START Data excerpts

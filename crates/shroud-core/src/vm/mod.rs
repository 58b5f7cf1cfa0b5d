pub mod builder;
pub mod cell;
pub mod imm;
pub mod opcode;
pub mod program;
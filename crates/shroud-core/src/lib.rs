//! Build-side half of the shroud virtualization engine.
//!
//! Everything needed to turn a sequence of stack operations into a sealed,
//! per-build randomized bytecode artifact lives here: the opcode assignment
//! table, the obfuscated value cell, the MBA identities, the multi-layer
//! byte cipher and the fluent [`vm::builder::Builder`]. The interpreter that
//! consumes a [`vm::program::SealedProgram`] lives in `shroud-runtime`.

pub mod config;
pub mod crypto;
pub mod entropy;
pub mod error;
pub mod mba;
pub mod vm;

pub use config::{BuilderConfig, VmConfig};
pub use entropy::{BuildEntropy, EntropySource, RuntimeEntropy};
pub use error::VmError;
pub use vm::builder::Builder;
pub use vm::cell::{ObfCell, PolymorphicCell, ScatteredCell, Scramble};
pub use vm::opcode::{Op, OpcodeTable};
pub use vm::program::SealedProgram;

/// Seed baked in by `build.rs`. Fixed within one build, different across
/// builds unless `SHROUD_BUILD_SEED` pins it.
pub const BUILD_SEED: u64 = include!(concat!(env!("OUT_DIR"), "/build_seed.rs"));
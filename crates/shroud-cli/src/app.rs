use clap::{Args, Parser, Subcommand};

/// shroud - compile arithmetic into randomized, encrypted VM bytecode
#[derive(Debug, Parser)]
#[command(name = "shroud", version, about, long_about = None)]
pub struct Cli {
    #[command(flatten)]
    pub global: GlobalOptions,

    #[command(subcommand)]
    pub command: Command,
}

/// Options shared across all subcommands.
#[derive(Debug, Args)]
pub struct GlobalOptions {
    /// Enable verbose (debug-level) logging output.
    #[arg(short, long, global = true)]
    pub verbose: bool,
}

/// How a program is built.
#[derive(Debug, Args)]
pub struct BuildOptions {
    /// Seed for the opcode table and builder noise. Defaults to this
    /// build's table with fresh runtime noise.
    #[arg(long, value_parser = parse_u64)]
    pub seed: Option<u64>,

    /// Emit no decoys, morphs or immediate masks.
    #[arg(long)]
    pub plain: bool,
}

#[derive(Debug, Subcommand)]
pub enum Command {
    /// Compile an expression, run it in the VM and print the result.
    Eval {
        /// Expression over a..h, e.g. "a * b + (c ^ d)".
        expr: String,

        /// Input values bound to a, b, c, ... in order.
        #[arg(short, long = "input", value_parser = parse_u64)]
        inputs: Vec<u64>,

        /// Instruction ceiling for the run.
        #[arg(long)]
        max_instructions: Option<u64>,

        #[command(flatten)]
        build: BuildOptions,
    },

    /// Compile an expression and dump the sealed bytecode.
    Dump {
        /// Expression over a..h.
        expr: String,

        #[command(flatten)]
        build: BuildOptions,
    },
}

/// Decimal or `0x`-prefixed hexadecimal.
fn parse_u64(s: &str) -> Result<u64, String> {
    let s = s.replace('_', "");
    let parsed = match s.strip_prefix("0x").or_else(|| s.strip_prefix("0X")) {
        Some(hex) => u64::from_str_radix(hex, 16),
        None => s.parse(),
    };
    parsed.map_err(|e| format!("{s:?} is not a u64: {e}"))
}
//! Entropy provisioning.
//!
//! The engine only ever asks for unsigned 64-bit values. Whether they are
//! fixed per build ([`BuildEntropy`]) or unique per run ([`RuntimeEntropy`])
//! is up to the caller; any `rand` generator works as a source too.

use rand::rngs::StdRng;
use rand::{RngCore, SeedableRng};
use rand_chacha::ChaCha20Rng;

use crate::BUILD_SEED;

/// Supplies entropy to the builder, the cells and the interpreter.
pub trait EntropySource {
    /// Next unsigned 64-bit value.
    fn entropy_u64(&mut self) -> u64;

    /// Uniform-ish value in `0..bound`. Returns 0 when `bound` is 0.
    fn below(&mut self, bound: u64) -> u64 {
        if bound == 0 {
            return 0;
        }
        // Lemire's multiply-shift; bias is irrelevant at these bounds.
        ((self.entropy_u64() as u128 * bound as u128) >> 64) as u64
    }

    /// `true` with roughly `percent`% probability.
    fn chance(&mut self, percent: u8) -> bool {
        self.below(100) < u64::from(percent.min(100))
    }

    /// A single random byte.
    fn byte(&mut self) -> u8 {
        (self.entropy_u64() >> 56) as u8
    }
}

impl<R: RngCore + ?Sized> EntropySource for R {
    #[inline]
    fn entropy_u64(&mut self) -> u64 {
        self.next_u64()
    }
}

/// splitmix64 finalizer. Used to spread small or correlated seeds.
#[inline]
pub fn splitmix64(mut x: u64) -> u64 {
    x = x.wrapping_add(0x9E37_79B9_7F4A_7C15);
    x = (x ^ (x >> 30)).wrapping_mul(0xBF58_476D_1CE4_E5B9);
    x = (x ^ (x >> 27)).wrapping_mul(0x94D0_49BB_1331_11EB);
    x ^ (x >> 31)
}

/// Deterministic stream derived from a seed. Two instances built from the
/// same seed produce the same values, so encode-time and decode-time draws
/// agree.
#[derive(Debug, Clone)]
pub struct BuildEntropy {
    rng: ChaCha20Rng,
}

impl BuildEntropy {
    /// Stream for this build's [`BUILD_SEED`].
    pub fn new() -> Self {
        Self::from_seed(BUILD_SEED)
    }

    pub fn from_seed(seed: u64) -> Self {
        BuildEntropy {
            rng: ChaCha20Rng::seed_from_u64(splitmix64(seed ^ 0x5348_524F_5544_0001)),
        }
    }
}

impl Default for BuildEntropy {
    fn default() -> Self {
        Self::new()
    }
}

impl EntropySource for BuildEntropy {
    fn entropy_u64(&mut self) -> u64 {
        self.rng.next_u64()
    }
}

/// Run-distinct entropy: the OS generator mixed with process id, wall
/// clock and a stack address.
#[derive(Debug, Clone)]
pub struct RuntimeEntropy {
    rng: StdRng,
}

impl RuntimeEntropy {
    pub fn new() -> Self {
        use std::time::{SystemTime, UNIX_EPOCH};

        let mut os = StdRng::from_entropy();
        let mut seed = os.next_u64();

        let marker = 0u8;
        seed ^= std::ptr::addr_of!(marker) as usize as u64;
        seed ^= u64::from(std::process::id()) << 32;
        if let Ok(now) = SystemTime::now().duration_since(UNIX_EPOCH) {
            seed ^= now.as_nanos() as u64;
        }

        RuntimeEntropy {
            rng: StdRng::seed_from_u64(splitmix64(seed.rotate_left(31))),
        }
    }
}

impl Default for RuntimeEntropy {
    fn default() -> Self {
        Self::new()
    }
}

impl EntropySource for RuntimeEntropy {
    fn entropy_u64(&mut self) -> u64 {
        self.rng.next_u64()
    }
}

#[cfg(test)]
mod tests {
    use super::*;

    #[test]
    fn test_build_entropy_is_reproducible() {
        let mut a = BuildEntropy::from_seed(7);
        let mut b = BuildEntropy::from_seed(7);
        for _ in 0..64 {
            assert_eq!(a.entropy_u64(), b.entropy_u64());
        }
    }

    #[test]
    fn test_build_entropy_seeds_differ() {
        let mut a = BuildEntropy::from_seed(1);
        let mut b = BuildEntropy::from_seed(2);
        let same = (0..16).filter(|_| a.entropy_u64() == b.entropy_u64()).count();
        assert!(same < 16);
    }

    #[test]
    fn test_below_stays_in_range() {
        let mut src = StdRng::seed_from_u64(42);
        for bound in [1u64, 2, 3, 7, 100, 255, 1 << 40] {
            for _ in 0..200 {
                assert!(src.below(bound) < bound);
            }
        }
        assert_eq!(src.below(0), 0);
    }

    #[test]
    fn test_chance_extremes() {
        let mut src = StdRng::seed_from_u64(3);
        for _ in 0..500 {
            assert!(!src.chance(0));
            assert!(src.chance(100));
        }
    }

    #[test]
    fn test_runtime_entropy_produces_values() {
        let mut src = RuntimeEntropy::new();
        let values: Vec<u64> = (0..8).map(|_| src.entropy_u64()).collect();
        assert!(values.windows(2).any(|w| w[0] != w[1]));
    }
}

END Data excerpts

_What to work on_: Filter the data down to the lines that contain the string "built", and copy them.

_Response below_:
/// How a program is built.
/// Deterministic stream derived from a seed. Two instances built from the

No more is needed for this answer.